**Directions:**
Look through the data below and show every line that includes "Display".

(Available data Opens)

//! A type-safe representation of a bell.

use std::fmt::{Debug, Display, Formatter};

use bytemuck::{Pod, Zeroable};
#[cfg(feature = "serde")]
use serde_crate::{
    de::{Error, Visitor},
    Deserialize, Deserializer, Serialize, Serializer,
};

use crate::Stage;

/// A lookup string of the bell names
// Letters missing from the alphabet sequence
// - E, T stand for 11 and 12
// - I could be confused with 1
// - O could be confused with 0 and Q
// - X is not a valid bell name to avoid confusion with 'x' as place notation
const BELL_NAMES: &str = "1234567890ETABCDFGHJKLMNPQRSUVWYZ";

/// The number of [`Bell`]s which have names, and therefore the largest possible [`Stage`].
pub const MAX_BELLS: usize = BELL_NAMES.len();

/// A type-safe representation of a 'bell', which adds things like conversions to and from
/// commonly-used bell names.  Each `Bell` takes a single byte in memory.
#[derive(Copy, Clone, Eq, PartialEq, Ord, PartialOrd, Hash, Zeroable, Pod)]
#[repr(transparent)] // Needed to force memory layout
pub struct Bell {
    /// A zero-indexed number representing the `Bell`.  I.e the treble is always
    /// `Bell { index: 0 }`, and the 12th is `Bell { index: 11 }` but would be
    /// [`Display`](std::fmt::Display)ed as `T`.
    ///
    /// `index` is always smaller than [`MAX_BELLS`], so every `Bell` has a name.
    index: u8,
}

impl Bell {
    /// Creates a `Bell` from a [`char`] containing a bell name (e.g. `'4'` or `'T'`).  If the name
    /// is not valid, then this fails and returns [`None`].  Note that lower case [`char`]s are not
    /// considered valid bell names by this function; use [`Bell::parse`] to accept them.
    ///
    /// # Example
    /// ```
    /// # fn test() -> Option<()> {
    /// use ringframe::Bell;
    ///
    /// assert_eq!(Bell::from_name('1')?.name(), '1');
    /// assert_eq!(Bell::from_name('0')?.name(), '0');
    /// assert_eq!(Bell::from_name('T')?.name(), 'T');
    /// assert_eq!(Bell::from_name('t'), None);
    /// assert_eq!(Bell::from_name('X'), None);
    /// assert_eq!(Bell::from_name('\r'), None);
    /// # Some(())
    /// # }
    /// # fn main() { test().unwrap() }
    /// ```
    pub fn from_name(c: char) -> Option<Bell> {
        // All the names are ASCII, so a byte search is enough
        let byte = u8::try_from(c).ok()?;
        memchr::memchr(byte, BELL_NAMES.as_bytes()).map(|idx| Bell { index: idx as u8 })
    }

    /// Parses a `Bell` from its name, accepting lower-case letters as well as upper-case ones.
    /// Anything which isn't a bell name produces [`InvalidBell::UnknownName`].
    ///
    /// # Example
    /// ```
    /// use ringframe::{Bell, InvalidBell};
    ///
    /// assert_eq!(Bell::parse('e')?, Bell::from_number(11).unwrap());
    /// assert_eq!(Bell::parse('8')?.index(), 7);
    /// assert_eq!(Bell::parse('?'), Err(InvalidBell::UnknownName('?')));
    /// assert_eq!(Bell::parse('I'), Err(InvalidBell::UnknownName('I')));
    /// # Ok::<(), InvalidBell>(())
    /// ```
    pub fn parse(c: char) -> Result<Bell, InvalidBell> {
        Self::from_name(c.to_ascii_uppercase()).ok_or(InvalidBell::UnknownName(c))
    }

    /// Creates a `Bell` from a 0-indexed integer.
    ///
    /// # Panics
    ///
    /// Panics if `index` is [`MAX_BELLS`] or larger, since such a `Bell` has no name.
    ///
    /// # Example
    /// ```
    /// use ringframe::Bell;
    ///
    /// assert_eq!(Bell::from_index(0).name(), '1');
    /// assert_eq!(Bell::from_index(11).name(), 'T');
    /// ```
    #[inline]
    #[track_caller]
    pub fn from_index(index: u8) -> Bell {
        match Self::try_from_index(index) {
            Ok(bell) => bell,
            Err(e) => panic!("{}", e),
        }
    }

    /// Creates a `Bell` from a 0-indexed integer, returning an error if that `Bell` would be
    /// too large to have a name.
    pub fn try_from_index(index: u8) -> Result<Bell, InvalidBell> {
        if (index as usize) < MAX_BELLS {
            Ok(Bell { index })
        } else {
            Err(InvalidBell::IndexOutOfRange(index))
        }
    }

    /// Creates a `Bell` from a 1-indexed integer.  This fails if `number` is `0` or too large.
    ///
    /// # Example
    /// ```
    /// # fn test() -> Option<()> {
    /// use ringframe::Bell;
    ///
    /// assert_eq!(Bell::from_number(12)?.name(), 'T');
    /// assert_eq!(Bell::from_number(0), None);
    /// assert_eq!(Bell::from_number(34), None);
    /// # Some(())
    /// # }
    /// # fn main() { test().unwrap() }
    /// ```
    pub fn from_number(number: u8) -> Option<Bell> {
        number
            .checked_sub(1)
            .and_then(|idx| Self::try_from_index(idx).ok())
    }

    /// Creates the `Bell` representing the tenor or heaviest bell on a given [`Stage`].
    pub fn tenor(stage: Stage) -> Bell {
        // `Stage`s are never empty and never larger than `MAX_BELLS`
        Bell {
            index: stage.num_bells_u8() - 1,
        }
    }

    /// A [`Bell`] representing the 'treble' on any stage.
    pub const TREBLE: Bell = Bell { index: 0 };

    /// The name of this `Bell`, as it would be written in a row.
    #[inline]
    pub fn name(self) -> char {
        BELL_NAMES.as_bytes()[self.index()] as char
    }

    /// Returns the 0-indexed representation of this `Bell`.
    #[inline]
    pub fn index(self) -> usize {
        self.index as usize
    }

    /// Returns the 0-indexed representation of this `Bell`, as a [`u8`].
    #[inline]
    pub fn index_u8(self) -> u8 {
        self.index
    }

    /// Returns the 1-indexed representation of this `Bell`.
    ///
    /// # Example
    /// ```
    /// # fn test() -> Option<()> {
    /// use ringframe::Bell;
    ///
    /// assert_eq!(Bell::from_index(0).number(), 1);
    /// assert_eq!(Bell::from_name('0')?.number(), 10);
    /// # Some(())
    /// # }
    /// # fn main() { test().unwrap() }
    /// ```
    #[inline]
    pub fn number(self) -> u8 {
        self.index + 1
    }
}

impl Debug for Bell {
    fn fmt(&self, f: &mut Formatter<'_>) -> std::fmt::Result {
        write!(f, "Bell({})", self)
    }
}

impl Display for Bell {
    fn fmt(&self, f: &mut Formatter<'_>) -> std::fmt::Result {
        write!(f, "{}", self.name())
    }
}

/// The ways that creating a [`Bell`] can fail.
#[derive(Debug, Clone, Copy, PartialEq, Eq, Hash)]
pub enum InvalidBell {
    /// The [`char`] isn't the name of any [`Bell`]
    UnknownName(char),
    /// The index is too large for the [`Bell`] to have a name
    IndexOutOfRange(u8),
}

impl Display for InvalidBell {
    fn fmt(&self, f: &mut Formatter<'_>) -> std::fmt::Result {
        match self {
            InvalidBell::UnknownName(c) => write!(f, "{:?} is not a bell name", c),
            InvalidBell::IndexOutOfRange(idx) => write!(
                f,
                "Bell index {} is too large (only {} bells have names)",
                idx, MAX_BELLS
            ),
        }
    }
}

impl std::error::Error for InvalidBell {}

///////////
// SERDE //
///////////

#[cfg(feature = "serde")]
struct BellVisitor;

#[cfg(feature = "serde")]
impl<'de> Visitor<'de> for BellVisitor {
    type Value = Bell;

    fn expecting(&self, formatter: &mut std::fmt::Formatter) -> std::fmt::Result {
        formatter.write_str("a positive integer, or a bell name")
    }

    fn visit_u64<E>(self, val: u64) -> Result<Self::Value, E>
    where
        E: Error,
    {
        u8::try_from(val)
            .ok()
            .and_then(Bell::from_number)
            .ok_or_else(|| E::custom(format!("invalid Bell number: {}", val)))
    }

    fn visit_i64<E>(self, val: i64) -> Result<Self::Value, E>
    where
        E: Error,
    {
        u64::try_from(val)
            .map_err(|_| E::custom(format!("invalid Bell number: {}", val)))
            .and_then(|v| self.visit_u64(v))
    }

    fn visit_char<E>(self, v: char) -> Result<Self::Value, E>
    where
        E: Error,
    {
        Bell::parse(v).map_err(E::custom)
    }

    fn visit_str<E>(self, v: &str) -> Result<Self::Value, E>
    where
        E: Error,
    {
        let mut chars = v.chars();
        match (chars.next(), chars.next()) {
            (Some(c), None) => self.visit_char(c),
            _ => Err(E::custom(format!("'{}' is not a bell name", v))),
        }
    }
}

#[cfg(feature = "serde")]
impl<'de> Deserialize<'de> for Bell {
    fn deserialize<D>(deserializer: D) -> Result<Bell, D::Error>
    where
        D: Deserializer<'de>,
    {
        deserializer.deserialize_any(BellVisitor)
    }
}

// Serialise as the bell's name
#[cfg(feature = "serde")]
impl Serialize for Bell {
    fn serialize<S>(&self, serializer: S) -> Result<S::Ok, S::Error>
    where
        S: Serializer,
    {
        serializer.serialize_char(self.name())
    }
}

#[cfg(test)]
mod tests {
    use super::{Bell, InvalidBell, MAX_BELLS};

    #[test]
    #[should_panic]
    fn from_index_panic() {
        Bell::from_index(MAX_BELLS as u8);
    }

    #[test]
    fn name_round_trip() {
        for idx in 0..MAX_BELLS as u8 {
            let bell = Bell::from_index(idx);
            assert_eq!(Bell::from_name(bell.name()), Some(bell));
            assert_eq!(Bell::parse(bell.name().to_ascii_lowercase()), Ok(bell));
        }
    }

    #[test]
    fn parse_err() {
        #[track_caller]
        fn check(c: char) {
            assert_eq!(Bell::parse(c), Err(InvalidBell::UnknownName(c)));
        }

        check('x');
        check('X');
        check('I');
        check('o');
        check('?');
        check('*');
        check(' ');
        check('🦀');
    }

    #[test]
    fn numbers() {
        assert_eq!(Bell::from_number(1), Some(Bell::TREBLE));
        assert_eq!(Bell::from_number(10).map(Bell::name), Some('0'));
        assert_eq!(Bell::from_number(MAX_BELLS as u8 + 1), None);
        assert_eq!(
            Bell::try_from_index(40),
            Err(InvalidBell::IndexOutOfRange(40))
        );
    }
}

(Available data Closes)

**Solution for this task:**
use std::fmt::{Debug, Display, Formatter};
    /// [`Display`](std::fmt::Display)ed as `T`.
impl Display for Bell {
impl Display for InvalidBell {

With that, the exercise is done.